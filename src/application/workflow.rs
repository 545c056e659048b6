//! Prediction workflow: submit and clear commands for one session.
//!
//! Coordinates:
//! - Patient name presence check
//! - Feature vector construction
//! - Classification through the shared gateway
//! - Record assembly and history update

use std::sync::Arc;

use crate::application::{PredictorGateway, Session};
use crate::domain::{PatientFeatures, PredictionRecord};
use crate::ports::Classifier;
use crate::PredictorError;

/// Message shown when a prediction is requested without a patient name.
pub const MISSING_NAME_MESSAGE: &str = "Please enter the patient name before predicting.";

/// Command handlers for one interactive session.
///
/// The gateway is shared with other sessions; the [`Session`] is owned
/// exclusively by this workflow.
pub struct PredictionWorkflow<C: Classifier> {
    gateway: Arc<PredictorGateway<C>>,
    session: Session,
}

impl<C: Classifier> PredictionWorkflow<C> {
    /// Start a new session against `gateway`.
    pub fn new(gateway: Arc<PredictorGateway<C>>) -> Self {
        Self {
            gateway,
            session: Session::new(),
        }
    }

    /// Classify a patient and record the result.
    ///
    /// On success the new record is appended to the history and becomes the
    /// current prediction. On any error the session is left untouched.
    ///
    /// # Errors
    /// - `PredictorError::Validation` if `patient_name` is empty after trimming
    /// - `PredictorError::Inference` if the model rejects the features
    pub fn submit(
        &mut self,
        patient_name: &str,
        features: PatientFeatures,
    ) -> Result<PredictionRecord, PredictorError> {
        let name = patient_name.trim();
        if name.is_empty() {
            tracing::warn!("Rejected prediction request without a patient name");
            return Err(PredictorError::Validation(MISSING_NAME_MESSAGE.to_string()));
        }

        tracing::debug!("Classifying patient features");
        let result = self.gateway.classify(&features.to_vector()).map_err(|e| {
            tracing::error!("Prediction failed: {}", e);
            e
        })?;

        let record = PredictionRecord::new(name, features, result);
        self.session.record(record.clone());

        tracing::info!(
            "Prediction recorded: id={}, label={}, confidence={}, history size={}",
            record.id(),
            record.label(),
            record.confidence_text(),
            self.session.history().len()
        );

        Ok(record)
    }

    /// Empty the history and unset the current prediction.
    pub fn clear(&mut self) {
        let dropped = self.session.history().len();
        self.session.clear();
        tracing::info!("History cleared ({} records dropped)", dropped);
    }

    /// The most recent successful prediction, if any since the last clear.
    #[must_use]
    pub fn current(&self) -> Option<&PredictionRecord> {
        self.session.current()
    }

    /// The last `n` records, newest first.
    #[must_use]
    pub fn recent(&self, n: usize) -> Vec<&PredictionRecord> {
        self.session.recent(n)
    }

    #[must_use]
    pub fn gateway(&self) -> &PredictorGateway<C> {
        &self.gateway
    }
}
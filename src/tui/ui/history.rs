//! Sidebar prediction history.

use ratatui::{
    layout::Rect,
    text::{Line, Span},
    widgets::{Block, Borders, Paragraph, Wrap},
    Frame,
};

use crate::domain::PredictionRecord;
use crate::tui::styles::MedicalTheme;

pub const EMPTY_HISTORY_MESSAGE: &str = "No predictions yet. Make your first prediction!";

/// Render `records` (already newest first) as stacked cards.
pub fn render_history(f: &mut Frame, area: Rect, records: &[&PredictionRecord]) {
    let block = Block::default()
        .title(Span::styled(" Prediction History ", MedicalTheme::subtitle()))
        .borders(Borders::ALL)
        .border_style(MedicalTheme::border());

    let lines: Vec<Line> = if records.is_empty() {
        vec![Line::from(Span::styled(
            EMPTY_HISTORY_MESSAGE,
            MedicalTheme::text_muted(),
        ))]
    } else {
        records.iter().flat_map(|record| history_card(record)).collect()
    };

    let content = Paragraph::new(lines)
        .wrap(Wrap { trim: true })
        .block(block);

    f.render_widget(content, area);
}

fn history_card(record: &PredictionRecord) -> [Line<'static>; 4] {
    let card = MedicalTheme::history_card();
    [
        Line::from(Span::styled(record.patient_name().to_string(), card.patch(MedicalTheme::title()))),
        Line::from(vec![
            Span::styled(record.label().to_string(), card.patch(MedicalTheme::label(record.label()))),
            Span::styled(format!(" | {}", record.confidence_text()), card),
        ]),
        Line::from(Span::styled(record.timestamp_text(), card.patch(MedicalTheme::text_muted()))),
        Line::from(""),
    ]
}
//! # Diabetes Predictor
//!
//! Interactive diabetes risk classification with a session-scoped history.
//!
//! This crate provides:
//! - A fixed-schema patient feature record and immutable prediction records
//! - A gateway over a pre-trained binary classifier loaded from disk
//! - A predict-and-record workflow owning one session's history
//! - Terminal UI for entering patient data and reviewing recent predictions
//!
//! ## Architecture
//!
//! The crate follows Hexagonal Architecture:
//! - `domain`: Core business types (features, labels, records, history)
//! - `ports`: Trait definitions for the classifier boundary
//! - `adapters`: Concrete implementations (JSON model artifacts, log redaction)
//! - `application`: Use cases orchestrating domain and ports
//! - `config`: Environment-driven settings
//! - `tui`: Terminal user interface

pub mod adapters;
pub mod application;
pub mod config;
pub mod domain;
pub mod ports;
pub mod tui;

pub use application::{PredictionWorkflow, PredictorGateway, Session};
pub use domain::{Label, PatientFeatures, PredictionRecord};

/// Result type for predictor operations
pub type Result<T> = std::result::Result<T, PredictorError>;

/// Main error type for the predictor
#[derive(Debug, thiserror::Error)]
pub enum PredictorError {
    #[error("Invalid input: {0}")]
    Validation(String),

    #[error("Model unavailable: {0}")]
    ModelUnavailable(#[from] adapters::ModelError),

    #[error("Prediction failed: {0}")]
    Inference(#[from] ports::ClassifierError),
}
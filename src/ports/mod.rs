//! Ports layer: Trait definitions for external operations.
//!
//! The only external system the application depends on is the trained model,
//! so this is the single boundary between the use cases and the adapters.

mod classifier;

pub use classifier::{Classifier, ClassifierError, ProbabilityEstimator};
__________________________________________________
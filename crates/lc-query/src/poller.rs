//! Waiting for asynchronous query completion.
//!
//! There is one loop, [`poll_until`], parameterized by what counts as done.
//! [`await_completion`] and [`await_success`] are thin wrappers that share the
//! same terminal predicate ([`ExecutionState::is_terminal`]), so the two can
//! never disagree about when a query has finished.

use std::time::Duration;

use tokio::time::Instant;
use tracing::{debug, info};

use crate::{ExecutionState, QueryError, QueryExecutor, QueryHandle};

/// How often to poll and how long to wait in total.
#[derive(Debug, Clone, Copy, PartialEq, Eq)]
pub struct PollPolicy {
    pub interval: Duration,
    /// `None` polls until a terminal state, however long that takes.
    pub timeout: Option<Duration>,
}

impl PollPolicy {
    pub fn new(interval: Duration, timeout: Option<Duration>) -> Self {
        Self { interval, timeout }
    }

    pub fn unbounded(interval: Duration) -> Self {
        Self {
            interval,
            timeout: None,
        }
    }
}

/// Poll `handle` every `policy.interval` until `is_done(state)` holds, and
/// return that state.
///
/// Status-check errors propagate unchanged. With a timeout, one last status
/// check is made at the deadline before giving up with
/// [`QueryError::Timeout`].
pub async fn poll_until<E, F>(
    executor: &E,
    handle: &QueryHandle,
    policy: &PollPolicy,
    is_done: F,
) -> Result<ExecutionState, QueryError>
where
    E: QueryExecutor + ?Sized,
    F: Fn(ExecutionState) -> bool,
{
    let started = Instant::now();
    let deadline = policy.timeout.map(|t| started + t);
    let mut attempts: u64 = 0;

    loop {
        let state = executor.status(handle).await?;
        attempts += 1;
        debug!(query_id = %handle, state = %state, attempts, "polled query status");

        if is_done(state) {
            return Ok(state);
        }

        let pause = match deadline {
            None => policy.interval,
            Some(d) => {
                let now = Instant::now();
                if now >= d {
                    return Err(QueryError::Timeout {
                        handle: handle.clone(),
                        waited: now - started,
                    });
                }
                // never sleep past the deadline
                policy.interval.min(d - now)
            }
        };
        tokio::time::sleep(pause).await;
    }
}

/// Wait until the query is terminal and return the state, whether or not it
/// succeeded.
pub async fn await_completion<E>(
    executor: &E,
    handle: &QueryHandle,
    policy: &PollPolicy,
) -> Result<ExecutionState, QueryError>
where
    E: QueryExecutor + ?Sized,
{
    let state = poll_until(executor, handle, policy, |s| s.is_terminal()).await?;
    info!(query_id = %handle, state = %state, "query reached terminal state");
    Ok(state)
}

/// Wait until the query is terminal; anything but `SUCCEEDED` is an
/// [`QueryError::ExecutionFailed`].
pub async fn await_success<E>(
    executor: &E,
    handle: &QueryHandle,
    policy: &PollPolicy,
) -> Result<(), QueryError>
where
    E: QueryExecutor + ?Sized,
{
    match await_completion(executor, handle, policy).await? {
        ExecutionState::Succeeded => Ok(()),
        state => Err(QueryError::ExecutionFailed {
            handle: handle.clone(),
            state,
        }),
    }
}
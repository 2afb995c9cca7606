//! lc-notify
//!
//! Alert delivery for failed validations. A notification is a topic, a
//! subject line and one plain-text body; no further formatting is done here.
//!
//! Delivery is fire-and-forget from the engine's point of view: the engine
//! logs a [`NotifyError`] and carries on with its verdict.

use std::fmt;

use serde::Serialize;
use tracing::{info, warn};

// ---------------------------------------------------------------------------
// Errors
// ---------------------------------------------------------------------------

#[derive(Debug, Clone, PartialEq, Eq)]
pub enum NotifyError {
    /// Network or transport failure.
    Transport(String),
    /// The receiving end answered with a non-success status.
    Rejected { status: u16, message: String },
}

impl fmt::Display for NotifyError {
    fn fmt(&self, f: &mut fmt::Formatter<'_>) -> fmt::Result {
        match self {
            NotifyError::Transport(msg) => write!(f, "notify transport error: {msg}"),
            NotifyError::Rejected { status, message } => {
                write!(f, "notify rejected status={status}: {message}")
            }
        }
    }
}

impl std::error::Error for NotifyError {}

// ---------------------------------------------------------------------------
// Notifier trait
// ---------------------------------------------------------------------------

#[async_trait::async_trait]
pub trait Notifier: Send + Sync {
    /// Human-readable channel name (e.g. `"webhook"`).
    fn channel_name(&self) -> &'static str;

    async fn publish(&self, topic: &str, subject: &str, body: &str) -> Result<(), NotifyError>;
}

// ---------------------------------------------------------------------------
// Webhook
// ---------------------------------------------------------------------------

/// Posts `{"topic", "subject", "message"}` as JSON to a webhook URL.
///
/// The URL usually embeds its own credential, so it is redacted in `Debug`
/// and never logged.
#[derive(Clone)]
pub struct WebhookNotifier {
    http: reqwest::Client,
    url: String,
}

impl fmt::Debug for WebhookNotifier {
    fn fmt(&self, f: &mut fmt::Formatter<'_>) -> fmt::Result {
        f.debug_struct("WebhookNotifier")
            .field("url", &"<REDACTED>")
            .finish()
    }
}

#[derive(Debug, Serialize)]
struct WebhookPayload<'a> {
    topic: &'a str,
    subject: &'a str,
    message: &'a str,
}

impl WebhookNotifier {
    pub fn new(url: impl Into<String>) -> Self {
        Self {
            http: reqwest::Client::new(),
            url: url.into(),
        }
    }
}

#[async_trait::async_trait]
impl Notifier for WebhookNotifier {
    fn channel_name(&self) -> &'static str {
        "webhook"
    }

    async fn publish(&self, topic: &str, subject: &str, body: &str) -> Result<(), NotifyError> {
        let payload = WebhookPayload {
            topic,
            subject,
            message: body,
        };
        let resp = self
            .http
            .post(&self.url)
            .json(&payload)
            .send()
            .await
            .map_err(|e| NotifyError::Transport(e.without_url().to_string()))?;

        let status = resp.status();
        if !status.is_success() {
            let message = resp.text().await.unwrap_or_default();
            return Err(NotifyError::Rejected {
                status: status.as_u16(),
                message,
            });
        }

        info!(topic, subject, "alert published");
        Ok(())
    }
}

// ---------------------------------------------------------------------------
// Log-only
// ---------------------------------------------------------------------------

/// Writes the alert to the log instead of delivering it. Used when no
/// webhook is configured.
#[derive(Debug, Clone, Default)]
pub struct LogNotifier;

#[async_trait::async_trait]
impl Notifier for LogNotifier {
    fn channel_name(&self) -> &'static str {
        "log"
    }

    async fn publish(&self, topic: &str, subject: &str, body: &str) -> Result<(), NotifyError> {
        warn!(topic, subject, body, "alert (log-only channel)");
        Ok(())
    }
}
__________________________________________________
• **EXERCISE GOAL**
What are the lines above, starting at the one with "filename src/application/workflow.rs" and ending at the one with "use crate::PredictorError;"? Give them again exactly, and only them.

• **SOLUTION TO THIS TASK**
filename src/application/workflow.rs
repository 545c056e659048b6
//! Prediction workflow: submit and clear commands for one session.
//!
//! Coordinates:
//! - Patient name presence check
//! - Feature vector construction
//! - Classification through the shared gateway
//! - Record assembly and history update

use std::sync::Arc;

use crate::application::{PredictorGateway, Session};
use crate::domain::{PatientFeatures, PredictionRecord};
use crate::ports::Classifier;
use crate::PredictorError;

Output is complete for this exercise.